Необходим социальный переворот, глубокий, радикальный. Он неизбежен и желателен одновременно. Только он обеспечит торжество действительной, а не мнимой демократии, только он освежит историю. Но, по мнению Герцена, парламентаризм настолько испортил западные народы, что они уже вряд ли способны самостоятельно порвать его оковы.

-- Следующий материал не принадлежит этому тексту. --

//! OAuth 2.1 gateway: file-backed artifact store, RFC 8414/9728 metadata,
//! RFC 7591 dynamic registration, and the authorize/token endpoints.

pub mod endpoints;
pub mod rate_limit;
pub mod store;
impl Dispatcher {
    pub fn new(manager: Arc<OutboundManager>) -> Self {
        Self {
            manager,
            sampling_origin: Mutex::new(HashMap::new()),
        }
    }

    pub fn manager(&self) -> &Arc<OutboundManager> {
        &self.manager
    }

    /// The filtered outbound subset in deterministic name order.
    fn selected(&self, ctx: &RequestContext) -> Vec<Arc<OutboundConnection>> {
        self.manager
            .connections()
            .values()
            .filter(|conn| ctx.filter.admits(conn.tags()))
            .cloned()
            .collect()
    }

    /// Whether a session filter currently admits the named outbound server.
    pub fn filter_admits(&self, filter: &FilterContext, server: &str) -> bool {
        self.manager
            .connection(server)
            .map(|conn| filter.admits(conn.tags()))
            .unwrap_or(false)
    }

    /// The inbound session that originated the most recent call addressed to
    /// `server`, if any. Used to route sampling requests back.
    pub fn sampling_target(&self, server: &str) -> Option<String> {
        let guard = match self.sampling_origin.lock() {
            Ok(guard) => guard,
            Err(err) => err.into_inner(),
        };
        guard.get(server).cloned()
    }

    fn record_origin(&self, server: &str, session: &str) {
        let mut guard = match self.sampling_origin.lock() {
            Ok(guard) => guard,
            Err(err) => err.into_inner(),
        };
        guard.insert(server.to_string(), session.to_string());
    }

    // -----------------------------------------------------------------------
    // Addressed requests
    // -----------------------------------------------------------------------

    pub async fn call_tool(
        &self,
        ctx: &RequestContext,
        params: CallToolRequestParams,
    ) -> Result<Value, ProxyError> {
        let (server, tool) = parse_id(&params.name)?;
        let conn = self.addressed(ctx, server, CapabilityCategory::Tools)?;
        self.record_origin(server, &ctx.session_id);
        let request = mcp_types::CallToolRequestParams {
            name: tool.to_string(),
            arguments: params.arguments,
        };
        self.raw_call(ctx, &conn, "tools/call", serde_json::to_value(request)?)
            .await
    }

    pub async fn read_resource(
        &self,
        ctx: &RequestContext,
        params: ReadResourceRequestParams,
    ) -> Result<Value, ProxyError> {
        let (server, uri) = parse_id(&params.uri)?;
        let conn = self.addressed(ctx, server, CapabilityCategory::Resources)?;
        self.record_origin(server, &ctx.session_id);
        self.raw_call(ctx, &conn, "resources/read", json!({ "uri": uri }))
            .await
    }

    pub async fn get_prompt(
        &self,
        ctx: &RequestContext,
        params: GetPromptRequestParams,
    ) -> Result<Value, ProxyError> {
        let (server, prompt) = parse_id(&params.name)?;
        let conn = self.addressed(ctx, server, CapabilityCategory::Prompts)?;
        self.record_origin(server, &ctx.session_id);
        let request = GetPromptRequestParams {
            name: prompt.to_string(),
            arguments: params.arguments,
        };
        self.raw_call(ctx, &conn, "prompts/get", serde_json::to_value(request)?)
            .await
    }

    pub async fn subscribe_resource(
        &self,
        ctx: &RequestContext,
        params: SubscribeRequestParams,
    ) -> Result<Value, ProxyError> {
        let (server, uri) = parse_id(&params.uri)?;
        let conn = self.addressed(ctx, server, CapabilityCategory::Resources)?;
        self.raw_call(ctx, &conn, "resources/subscribe", json!({ "uri": uri }))
            .await
    }

    pub async fn unsubscribe_resource(
        &self,
        ctx: &RequestContext,
        params: UnsubscribeRequestParams,
    ) -> Result<Value, ProxyError> {
        let (server, uri) = parse_id(&params.uri)?;
        let conn = self.addressed(ctx, server, CapabilityCategory::Resources)?;
        self.raw_call(ctx, &conn, "resources/unsubscribe", json!({ "uri": uri }))
            .await
    }

    /// `completion/complete` addresses the server named inside the prompt or
    /// resource reference; the inner id is substituted before forwarding.
    pub async fn complete(
        &self,
        ctx: &RequestContext,
        mut params: Value,
    ) -> Result<Value, ProxyError> {
        let reference = params
            .get("ref")
            .ok_or_else(|| ProxyError::invalid_request("missing `ref`"))?;
        let ref_type = reference
            .get("type")
            .and_then(Value::as_str)
            .unwrap_or_default();
        let key = match ref_type {
            "ref/prompt" => "name",
            "ref/resource" => "uri",
            other => {
                return Err(ProxyError::invalid_request(format!(
                    "unsupported completion reference type `{other}`"
                )));
            }
        };
        let composite = reference
            .get(key)
            .and_then(Value::as_str)
            .ok_or_else(|| {
                ProxyError::invalid_request(format!("missing `ref.{key}`"))
            })?;
        let (server, inner) = parse_id(composite)?;
        let (server, inner) = (server.to_string(), inner.to_string());

        let conn = self.addressed(ctx, &server, CapabilityCategory::Completions)?;
        self.record_origin(&server, &ctx.session_id);
        if let Some(obj) = params.get_mut("ref").and_then(Value::as_object_mut) {
            obj.insert(key.to_string(), Value::String(inner));
        }
        self.raw_call(ctx, &conn, "completion/complete", params).await
    }

    /// Resolve the target of an addressed request: the name must be known,
    /// admitted by the session filter, connected, and support the category.
    fn addressed(
        &self,
        ctx: &RequestContext,
        server: &str,
        category: CapabilityCategory,
    ) -> Result<Arc<OutboundConnection>, ProxyError> {
        let conn = self
            .manager
            .connection(server)
            .filter(|conn| ctx.filter.admits(conn.tags()))
            .ok_or_else(|| ProxyError::ClientNotFound {
                name: server.to_string(),
            })?;
        if conn.status() != ClientStatus::Connected {
            return Err(ProxyError::ClientConnection {
                name: server.to_string(),
                message: format!("server is {:?}", conn.status()),
            });
        }
        if !has_capability(&conn, category) {
            return Err(ProxyError::CapabilityNotSupported {
                name: server.to_string(),
                capability: category.key().to_string(),
            });
        }
        Ok(conn)
    }

    // One outbound request with the per-request retry policy applied.
    // Protocol-level errors surface unchanged; transport errors retry.
    async fn raw_call(
        &self,
        ctx: &RequestContext,
        conn: &Arc<OutboundConnection>,
        method: &str,
        params: Value,
    ) -> Result<Value, ProxyError> {
        let operation = format!("{method} -> {}", conn.name);
        run_with_retry(&operation, ctx.retry, || {
            fetch_raw(Arc::clone(conn), method.to_string(), params.clone())
        })
        .await
    }

    // -----------------------------------------------------------------------
    // List requests
    // -----------------------------------------------------------------------

    pub async fn list_tools(
        &self,
        ctx: &RequestContext,
        cursor: Option<String>,
    ) -> Result<ListToolsResult, ProxyError> {
        let (tools, next_cursor) = self.fan_out_list::<ToolsList>(ctx, cursor).await?;
        Ok(ListToolsResult { tools, next_cursor })
    }

    pub async fn list_resources(
        &self,
        ctx: &RequestContext,
        cursor: Option<String>,
    ) -> Result<ListResourcesResult, ProxyError> {
        let (resources, next_cursor) = self.fan_out_list::<ResourcesList>(ctx, cursor).await?;
        Ok(ListResourcesResult {
            resources,
            next_cursor,
        })
    }

    pub async fn list_resource_templates(
        &self,
        ctx: &RequestContext,
        cursor: Option<String>,
    ) -> Result<ListResourceTemplatesResult, ProxyError> {
        let (resource_templates, next_cursor) =
            self.fan_out_list::<ResourceTemplatesList>(ctx, cursor).await?;
        Ok(ListResourceTemplatesResult {
            resource_templates,
            next_cursor,
        })
    }

    pub async fn list_prompts(
        &self,
        ctx: &RequestContext,
        cursor: Option<String>,
    ) -> Result<ListPromptsResult, ProxyError> {
        let (prompts, next_cursor) = self.fan_out_list::<PromptsList>(ctx, cursor).await?;
        Ok(ListPromptsResult {
            prompts,
            next_cursor,
        })
    }

    async fn fan_out_list<K: ListKind>(
        &self,
        ctx: &RequestContext,
        cursor: Option<String>,
    ) -> Result<(Vec<K::Item>, Option<String>), ProxyError> {
        let servers = self.selected(ctx);
        if ctx.pagination {
            self.list_one_page::<K>(ctx, &servers, cursor).await
        } else {
            Ok(Self::drain_all::<K>(ctx, &servers).await)
        }
    }

    /// Pagination disabled: drain every eligible server concurrently,
    /// assemble in name order. A failing server is logged and contributes
    /// nothing; the rest of the response stands.
    async fn drain_all<K: ListKind>(
        ctx: &RequestContext,
        servers: &[Arc<OutboundConnection>],
    ) -> (Vec<K::Item>, Option<String>) {
        let mut join_set: JoinSet<(String, Result<Vec<K::Item>, ProxyError>)> = JoinSet::new();
        for conn in servers {
            if !eligible::<K>(conn) {
                continue;
            }
            let conn = Arc::clone(conn);
            let retry = ctx.retry;
            join_set.spawn(async move {
                let name = conn.name.clone();
                let result = drain_server::<K>(conn, retry).await;
                (name, result)
            });
        }

        let mut by_server: BTreeMap<String, Vec<K::Item>> = BTreeMap::new();
        while let Some(join_res) = join_set.join_next().await {
            match join_res {
                Ok((name, Ok(items))) => {
                    by_server.insert(name, items);
                }
                Ok((name, Err(err))) => {
                    warn!("`{}` failed for `{name}`: {err}", K::OPERATION);
                }
                Err(err) => {
                    warn!("`{}` task panicked: {err:#}", K::OPERATION);
                }
            }
        }

        let items = by_server.into_values().flatten().collect();
        (items, None)
    }

    /// Pagination enabled: serve one page from one server and hand back a
    /// cursor pointing either at that server's next page or at the next
    /// server in filter order.
    async fn list_one_page<K: ListKind>(
        &self,
        ctx: &RequestContext,
        servers: &[Arc<OutboundConnection>],
        cursor: Option<String>,
    ) -> Result<(Vec<K::Item>, Option<String>), ProxyError> {
        let (mut index, mut inner) = match cursor.as_deref().and_then(decode_cursor) {
            Some((name, inner)) => match servers.iter().position(|c| c.name == name) {
                Some(index) => (index, inner),
                // The cursor references a server that left the filtered set:
                // start over.
                None => (0, String::new()),
            },
            // Absent or malformed cursor: start from the first server.
            None => {
                if cursor.is_some() {
                    debug!("malformed cursor; starting from the first server");
                }
                (0, String::new())
            }
        };

        loop {
            let Some(conn) = servers.get(index) else {
                return Ok((Vec::new(), None));
            };
            if !eligible::<K>(conn) {
                index += 1;
                inner.clear();
                continue;
            }

            let page_cursor = if inner.is_empty() {
                None
            } else {
                Some(inner.clone())
            };
            let result = run_with_retry(K::OPERATION, ctx.retry, || {
                fetch_page::<K>(Arc::clone(conn), page_cursor.clone())
            })
            .await?;
            let (items, next_inner) = result;
            let items = items
                .into_iter()
                .map(|item| K::rewrite(item, &conn.name))
                .collect();

            let next_cursor = match next_inner {
                Some(next) => Some(encode_cursor(&conn.name, &next)),
                None => servers
                    .get(index + 1)
                    .map(|next_conn| encode_cursor(&next_conn.name, "")),
            };
            return Ok((items, next_cursor));
        }
    }

    // -----------------------------------------------------------------------
    // Notifications, logging, ping
    // -----------------------------------------------------------------------

    /// Deliver a client-to-server notification to every connected outbound
    /// client. Disconnected transports drop the notification with a warning.
    pub async fn broadcast_notification(&self, method: &str, params: Value) {
        for (name, conn) in self.manager.connections().iter() {
            let Some(client) = connected_client(conn) else {
                warn!("dropping notification `{method}` for disconnected server `{name}`");
                continue;
            };
            if let Err(err) = client.send_raw_notification(method, params.clone()).await {
                warn!("failed to forward notification `{method}` to `{name}`: {err:#}");
            }
        }
    }

    /// `logging/setLevel` broadcasts to all connected outbound clients.
    /// Individual failures are logged; the inbound caller gets an empty
    /// result either way.
    pub async fn set_level(&self, params: SetLevelRequestParams) -> Value {
        let params = match serde_json::to_value(&params) {
            Ok(value) => value,
            Err(_) => Value::Null,
        };
        let mut join_set = JoinSet::new();
        for (name, conn) in self.manager.connections().iter() {
            let Some(client) = connected_client(conn) else {
                continue;
            };
            let name = name.clone();
            let params = params.clone();
            let timeout = conn.request_timeout();
            join_set.spawn(async move {
                if let Err(err) = client
                    .send_raw_request("logging/setLevel", params, Some(timeout))
                    .await
                {
                    warn!("logging/setLevel failed for `{name}`: {err:#}");
                }
            });
        }
        while join_set.join_next().await.is_some() {}
        json!({})
    }

    /// `ping` is answered locally; the federation is not consulted.
    pub fn ping(&self) -> Value {
        json!({})
    }
}
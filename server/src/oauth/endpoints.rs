//! The OAuth 2.1 HTTP surface.
//!
//! Implements RFC 8414 / RFC 9728 metadata discovery, RFC 7591 dynamic
//! client registration (auto-approved), the authorization-code flow with
//! PKCE (`S256` and `plain`), token issuance, and revocation. Errors follow
//! the OAuth error body shape: `{"error": ..., "error_description": ...}`.

use std::net::SocketAddr;
use std::sync::Arc;

use axum::Json;
use axum::extract::ConnectInfo;
use axum::extract::Query;
use axum::extract::State;
use axum::http::HeaderMap;
use axum::http::StatusCode;
use axum::http::header;
use axum::response::IntoResponse;
use axum::response::Response;
use base64::Engine;
use base64::engine::general_purpose::URL_SAFE_NO_PAD;
use chrono::Utc;
use serde::Deserialize;
use serde_json::Value;
use serde_json::json;
use sha2::Digest;
use sha2::Sha256;
use tracing::info;
use tracing::warn;

use onemcp_core::filter::scopes_to_tags;

use crate::http::AppState;
use crate::oauth::store::AUTH_CODE_TTL;
use crate::oauth::store::AuthCodeRecord;
use crate::oauth::store::AuthRequestRecord;
use crate::oauth::store::CLIENT_TTL;
use crate::oauth::store::ClientRecord;
use crate::oauth::store::FileSessionStore;
use crate::oauth::store::RecordKind;
use crate::oauth::store::SessionRecord;
use crate::oauth::store::TOKEN_TTL;
use crate::oauth::store::new_client_id;
use crate::oauth::store::new_code_id;
use crate::oauth::store::new_token_id;
use crate::session::AuthContext;

fn oauth_error(status: StatusCode, error: &str, description: impl Into<String>) -> Response {
    (
        status,
        Json(json!({
            "error": error,
            "error_description": description.into(),
        })),
    )
        .into_response()
}

fn server_error(description: impl Into<String>) -> Response {
    oauth_error(
        StatusCode::INTERNAL_SERVER_ERROR,
        "server_error",
        description,
    )
}

fn rate_limited(state: &AppState, addr: &SocketAddr, endpoint: &'static str) -> Option<Response> {
    if state.rate_limiter.check(addr.ip(), endpoint) {
        None
    } else {
        warn!("rate limit hit for {endpoint} from {}", addr.ip());
        Some(oauth_error(
            StatusCode::TOO_MANY_REQUESTS,
            "invalid_request",
            "rate limit exceeded, try again later",
        ))
    }
}

fn store(state: &AppState) -> Result<&Arc<FileSessionStore>, Response> {
    state
        .proxy
        .oauth_store
        .as_ref()
        .ok_or_else(|| server_error("OAuth is not enabled"))
}

fn base_url(state: &AppState) -> String {
    state.proxy.public_url.trim_end_matches('/').to_string()
}

// ---------------------------------------------------------------------------
// Metadata discovery
// ---------------------------------------------------------------------------

/// RFC 8414 authorization-server metadata.
pub async fn authorization_server_metadata(State(state): State<AppState>) -> Json<Value> {
    let base = base_url(&state);
    Json(json!({
        "issuer": base,
        "authorization_endpoint": format!("{base}/authorize"),
        "token_endpoint": format!("{base}/token"),
        "registration_endpoint": format!("{base}/register"),
        "revocation_endpoint": format!("{base}/revoke"),
        "response_types_supported": ["code"],
        "grant_types_supported": ["authorization_code"],
        "code_challenge_methods_supported": ["S256", "plain"],
        "token_endpoint_auth_methods_supported": ["none"],
    }))
}

/// RFC 9728 protected-resource metadata.
pub async fn protected_resource_metadata(State(state): State<AppState>) -> Json<Value> {
    let base = base_url(&state);
    Json(json!({
        "resource": format!("{base}/mcp"),
        "authorization_servers": [base],
        "bearer_methods_supported": ["header"],
    }))
}

// ---------------------------------------------------------------------------
// Dynamic client registration (RFC 7591)
// ---------------------------------------------------------------------------

#[derive(Debug, Default, Deserialize)]
pub struct RegisterRequest {
    #[serde(default)]
    pub redirect_uris: Vec<String>,
    #[serde(default)]
    pub client_name: Option<String>,
}

/// Registrations are auto-approved: every request yields a fresh
/// `client-<uuid>`.
pub async fn register(
    State(state): State<AppState>,
    ConnectInfo(addr): ConnectInfo<SocketAddr>,
    body: Option<Json<RegisterRequest>>,
) -> Response {
    if let Some(response) = rate_limited(&state, &addr, "register") {
        return response;
    }
    let store = match store(&state) {
        Ok(store) => store,
        Err(response) => return response,
    };

    let request = body.map(|Json(request)| request).unwrap_or_default();
    let now = Utc::now();
    let record = ClientRecord {
        client_id: new_client_id(),
        client_name: request.client_name,
        redirect_uris: request.redirect_uris,
        created_at: now,
        expires_at: now + CLIENT_TTL,
    };
    if let Err(err) = store
        .put(RecordKind::Client, &record.client_id, &record)
        .await
    {
        return server_error(format!("failed to persist client: {err}"));
    }

    info!("registered OAuth client {}", record.client_id);
    (
        StatusCode::CREATED,
        Json(json!({
            "client_id": record.client_id,
            "client_name": record.client_name,
            "redirect_uris": record.redirect_uris,
            "client_id_issued_at": record.created_at.timestamp(),
            "token_endpoint_auth_method": "none",
        })),
    )
        .into_response()
}

// ---------------------------------------------------------------------------
// Authorization endpoint
// ---------------------------------------------------------------------------

#[derive(Debug, Deserialize)]
pub struct AuthorizeQuery {
    pub response_type: Option<String>,
    pub client_id: Option<String>,
    pub redirect_uri: Option<String>,
    pub scope: Option<String>,
    pub state: Option<String>,
    pub code_challenge: Option<String>,
    pub code_challenge_method: Option<String>,
    pub resource: Option<String>,
}

/// Validates the request, stages a consent record, and (consent being
/// auto-approved) redirects back with a one-shot code.
pub async fn authorize(
    State(state): State<AppState>,
    ConnectInfo(addr): ConnectInfo<SocketAddr>,
    Query(query): Query<AuthorizeQuery>,
) -> Response {
    if let Some(response) = rate_limited(&state, &addr, "authorize") {
        return response;
    }
    let store = match store(&state) {
        Ok(store) => store,
        Err(response) => return response,
    };

    if query.response_type.as_deref() != Some("code") {
        return oauth_error(
            StatusCode::BAD_REQUEST,
            "invalid_request",
            "response_type must be `code`",
        );
    }
    let Some(client_id) = query.client_id else {
        return oauth_error(
            StatusCode::BAD_REQUEST,
            "invalid_request",
            "client_id is required",
        );
    };
    let client: ClientRecord = match store.get(RecordKind::Client, &client_id) {
        Ok(Some(client)) => client,
        Ok(None) => {
            return oauth_error(
                StatusCode::BAD_REQUEST,
                "invalid_request",
                format!("unknown client `{client_id}`"),
            );
        }
        Err(err) => return server_error(err.to_string()),
    };

    let redirect_uri = match resolve_redirect_uri(&client, query.redirect_uri) {
        Ok(uri) => uri,
        Err(description) => {
            return oauth_error(StatusCode::BAD_REQUEST, "invalid_request", description);
        }
    };

    if let Some(method) = query.code_challenge_method.as_deref()
        && method != "S256"
        && method != "plain"
    {
        return oauth_error(
            StatusCode::BAD_REQUEST,
            "invalid_request",
            "code_challenge_method must be S256 or plain",
        );
    }

    let scopes: Vec<String> = query
        .scope
        .as_deref()
        .unwrap_or_default()
        .split_whitespace()
        .map(str::to_string)
        .collect();

    let now = Utc::now();
    let code = new_code_id();
    let staged = AuthRequestRecord {
        code: code.clone(),
        client_id: client.client_id.clone(),
        redirect_uri: redirect_uri.clone(),
        code_challenge: query.code_challenge.clone(),
        code_challenge_method: query.code_challenge_method.clone(),
        resource: query.resource.clone(),
        scopes: scopes.clone(),
        state: query.state.clone(),
        created_at: now,
        expires_at: now + AUTH_CODE_TTL,
    };
    if let Err(err) = store.put(RecordKind::AuthRequest, &code, &staged).await {
        return server_error(format!("failed to stage consent: {err}"));
    }

    // Consent is auto-approved: promote the staged request into a one-shot
    // authorization code immediately.
    let grant = AuthCodeRecord {
        code: code.clone(),
        client_id: staged.client_id,
        redirect_uri: staged.redirect_uri,
        code_challenge: staged.code_challenge,
        code_challenge_method: staged.code_challenge_method,
        resource: staged.resource,
        scopes: staged.scopes,
        created_at: now,
        expires_at: now + AUTH_CODE_TTL,
    };
    if let Err(err) = store.put(RecordKind::AuthCode, &code, &grant).await {
        return server_error(format!("failed to persist code: {err}"));
    }
    let _ = store.delete(RecordKind::AuthRequest, &code).await;

    let mut location = format!(
        "{redirect_uri}{}code={}",
        if redirect_uri.contains('?') { "&" } else { "?" },
        urlencoding::encode(&code),
    );
    if let Some(state_param) = &query.state {
        location.push_str("&state=");
        location.push_str(&urlencoding::encode(state_param));
    }

    (StatusCode::FOUND, [(header::LOCATION, location)]).into_response()
}

fn resolve_redirect_uri(
    client: &ClientRecord,
    requested: Option<String>,
) -> Result<String, String> {
    match requested {
        Some(uri) => {
            if !client.redirect_uris.is_empty() && !client.redirect_uris.contains(&uri) {
                return Err(format!("redirect_uri `{uri}` is not registered"));
            }
            Ok(uri)
        }
        None => match client.redirect_uris.as_slice() {
            [only] => Ok(only.clone()),
            _ => Err("redirect_uri is required".to_string()),
        },
    }
}

// ---------------------------------------------------------------------------
// Token endpoint
// ---------------------------------------------------------------------------

#[derive(Debug, Deserialize)]
pub struct TokenForm {
    pub grant_type: Option<String>,
    pub code: Option<String>,
    pub client_id: Option<String>,
    pub redirect_uri: Option<String>,
    pub code_verifier: Option<String>,
    pub resource: Option<String>,
}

«Мы присутствуем при великой драме… Драма эта не более и не менее, как разложение христианско-европейского мира. О возможности (не добив, не разрушив этот мир) торжества демократии и социализма и говорить нечего. Если считать в империи Наполеона III 10 млн. citoyens actifs, то один миллион падает на девять ретроградных, состоящих из буржуа, мелких землевладельцев, легитимистов и орангутангов. Орангутанги, не развившиеся в людей, составляют вообще четыре пятых сей империи и 0,96 всей Европы. Suffrage universal — последняя пошлость формального политического мира, — дала голос орангутангам, ну, а концерта из этого не составить… Из вершин общества европейского и из масс ничего не сделаешь; к тому же оба конца эти тупы, забиты с молодых лет, мозговой протест у них подгнил… Я решительно отвергаю всякую возможность выйти из современного импасса без истребления существующего». И дальше: «Победа демократии и социализма может быть только при экстерминации существующего мира с его добром и злом и его цивилизацией. Революция, которая теперь приготовляется (я вижу ее характер очень вблизи) ничего не имеет похожего на предыдущие. Это будут сентябрьские дни в продолжении годов» (V, 243, 246. Курсив мой. — Н.У.).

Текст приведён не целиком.